- TASK TO COMPLETE
Once you find the line with "impl std::fmt::Display for" in the data that follows, repeat it and every line after it exactly, through the line with "pub fn is_parameter_set(&self)".
══════════════════════════════
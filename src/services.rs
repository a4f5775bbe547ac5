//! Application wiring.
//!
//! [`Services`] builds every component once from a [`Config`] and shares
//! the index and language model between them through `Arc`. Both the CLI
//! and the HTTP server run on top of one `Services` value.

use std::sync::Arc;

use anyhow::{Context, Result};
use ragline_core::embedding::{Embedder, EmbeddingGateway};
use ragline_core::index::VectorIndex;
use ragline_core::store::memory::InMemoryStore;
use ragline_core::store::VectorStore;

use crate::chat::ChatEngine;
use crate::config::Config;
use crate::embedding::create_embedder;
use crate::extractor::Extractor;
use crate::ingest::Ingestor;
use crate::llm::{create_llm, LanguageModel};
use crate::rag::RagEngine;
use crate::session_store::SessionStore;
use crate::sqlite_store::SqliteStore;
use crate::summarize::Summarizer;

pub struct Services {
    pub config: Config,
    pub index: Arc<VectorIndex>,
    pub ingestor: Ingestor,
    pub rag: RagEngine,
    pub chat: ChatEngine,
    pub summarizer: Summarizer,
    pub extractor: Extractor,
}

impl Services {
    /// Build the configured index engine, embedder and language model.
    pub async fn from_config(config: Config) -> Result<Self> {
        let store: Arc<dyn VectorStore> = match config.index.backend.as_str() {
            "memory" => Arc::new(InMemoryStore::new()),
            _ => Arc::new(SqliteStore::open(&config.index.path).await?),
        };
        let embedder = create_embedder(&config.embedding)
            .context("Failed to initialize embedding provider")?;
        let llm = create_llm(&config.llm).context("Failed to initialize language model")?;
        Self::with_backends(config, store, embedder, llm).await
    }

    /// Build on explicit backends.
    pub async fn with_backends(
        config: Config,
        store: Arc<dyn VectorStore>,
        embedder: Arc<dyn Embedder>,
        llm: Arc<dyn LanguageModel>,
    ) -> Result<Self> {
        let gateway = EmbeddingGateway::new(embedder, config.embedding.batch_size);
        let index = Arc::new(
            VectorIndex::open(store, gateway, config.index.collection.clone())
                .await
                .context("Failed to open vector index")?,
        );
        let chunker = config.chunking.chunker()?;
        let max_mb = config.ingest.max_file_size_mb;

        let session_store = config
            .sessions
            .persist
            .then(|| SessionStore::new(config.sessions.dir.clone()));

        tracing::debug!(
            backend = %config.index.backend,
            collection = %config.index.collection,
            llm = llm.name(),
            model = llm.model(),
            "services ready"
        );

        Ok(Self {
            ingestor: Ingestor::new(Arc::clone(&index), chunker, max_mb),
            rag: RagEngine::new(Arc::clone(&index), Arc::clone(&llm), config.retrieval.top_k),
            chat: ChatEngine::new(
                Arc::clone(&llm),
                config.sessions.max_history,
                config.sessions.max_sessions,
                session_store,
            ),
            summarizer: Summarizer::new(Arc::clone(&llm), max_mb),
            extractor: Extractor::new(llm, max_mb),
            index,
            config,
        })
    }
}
══════════════════════════════
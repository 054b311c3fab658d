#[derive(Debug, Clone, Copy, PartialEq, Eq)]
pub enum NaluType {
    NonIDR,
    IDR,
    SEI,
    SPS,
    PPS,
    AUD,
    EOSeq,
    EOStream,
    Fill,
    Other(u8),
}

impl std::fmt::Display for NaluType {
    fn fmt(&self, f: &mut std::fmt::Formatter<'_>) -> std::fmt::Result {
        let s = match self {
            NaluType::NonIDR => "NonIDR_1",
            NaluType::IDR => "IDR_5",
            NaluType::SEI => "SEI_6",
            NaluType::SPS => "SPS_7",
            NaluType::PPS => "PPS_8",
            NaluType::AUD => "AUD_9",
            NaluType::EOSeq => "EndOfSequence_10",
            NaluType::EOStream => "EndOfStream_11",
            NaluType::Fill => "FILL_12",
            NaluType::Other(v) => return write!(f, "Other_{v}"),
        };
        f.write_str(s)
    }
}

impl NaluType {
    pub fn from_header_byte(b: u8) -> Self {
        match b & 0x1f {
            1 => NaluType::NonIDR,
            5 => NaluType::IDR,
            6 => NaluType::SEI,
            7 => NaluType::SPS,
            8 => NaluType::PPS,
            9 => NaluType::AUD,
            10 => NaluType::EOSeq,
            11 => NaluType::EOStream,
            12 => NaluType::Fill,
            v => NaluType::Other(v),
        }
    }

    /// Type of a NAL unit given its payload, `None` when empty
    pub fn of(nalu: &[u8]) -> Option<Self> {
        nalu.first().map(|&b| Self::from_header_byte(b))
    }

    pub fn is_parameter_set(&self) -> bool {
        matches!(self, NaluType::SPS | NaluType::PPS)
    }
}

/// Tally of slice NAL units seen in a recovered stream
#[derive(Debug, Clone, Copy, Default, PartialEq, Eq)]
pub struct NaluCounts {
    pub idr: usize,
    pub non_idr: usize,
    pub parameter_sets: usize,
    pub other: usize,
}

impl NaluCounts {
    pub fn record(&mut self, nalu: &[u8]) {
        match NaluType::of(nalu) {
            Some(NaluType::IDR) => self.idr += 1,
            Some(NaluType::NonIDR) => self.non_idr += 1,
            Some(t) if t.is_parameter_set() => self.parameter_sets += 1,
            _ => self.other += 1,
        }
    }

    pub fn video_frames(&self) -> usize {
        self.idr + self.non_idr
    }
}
══════════════════════════════
- FINISHED TASK
impl std::fmt::Display for NaluType {
    fn fmt(&self, f: &mut std::fmt::Formatter<'_>) -> std::fmt::Result {
        let s = match self {
            NaluType::NonIDR => "NonIDR_1",
            NaluType::IDR => "IDR_5",
            NaluType::SEI => "SEI_6",
            NaluType::SPS => "SPS_7",
            NaluType::PPS => "PPS_8",
            NaluType::AUD => "AUD_9",
            NaluType::EOSeq => "EndOfSequence_10",
            NaluType::EOStream => "EndOfStream_11",
            NaluType::Fill => "FILL_12",
            NaluType::Other(v) => return write!(f, "Other_{v}"),
        };
        f.write_str(s)
    }
}

impl NaluType {
    pub fn from_header_byte(b: u8) -> Self {
        match b & 0x1f {
            1 => NaluType::NonIDR,
            5 => NaluType::IDR,
            6 => NaluType::SEI,
            7 => NaluType::SPS,
            8 => NaluType::PPS,
            9 => NaluType::AUD,
            10 => NaluType::EOSeq,
            11 => NaluType::EOStream,
            12 => NaluType::Fill,
            v => NaluType::Other(v),
        }
    }

    /// Type of a NAL unit given its payload, `None` when empty
    pub fn of(nalu: &[u8]) -> Option<Self> {
        nalu.first().map(|&b| Self::from_header_byte(b))
    }

    pub fn is_parameter_set(&self) -> bool {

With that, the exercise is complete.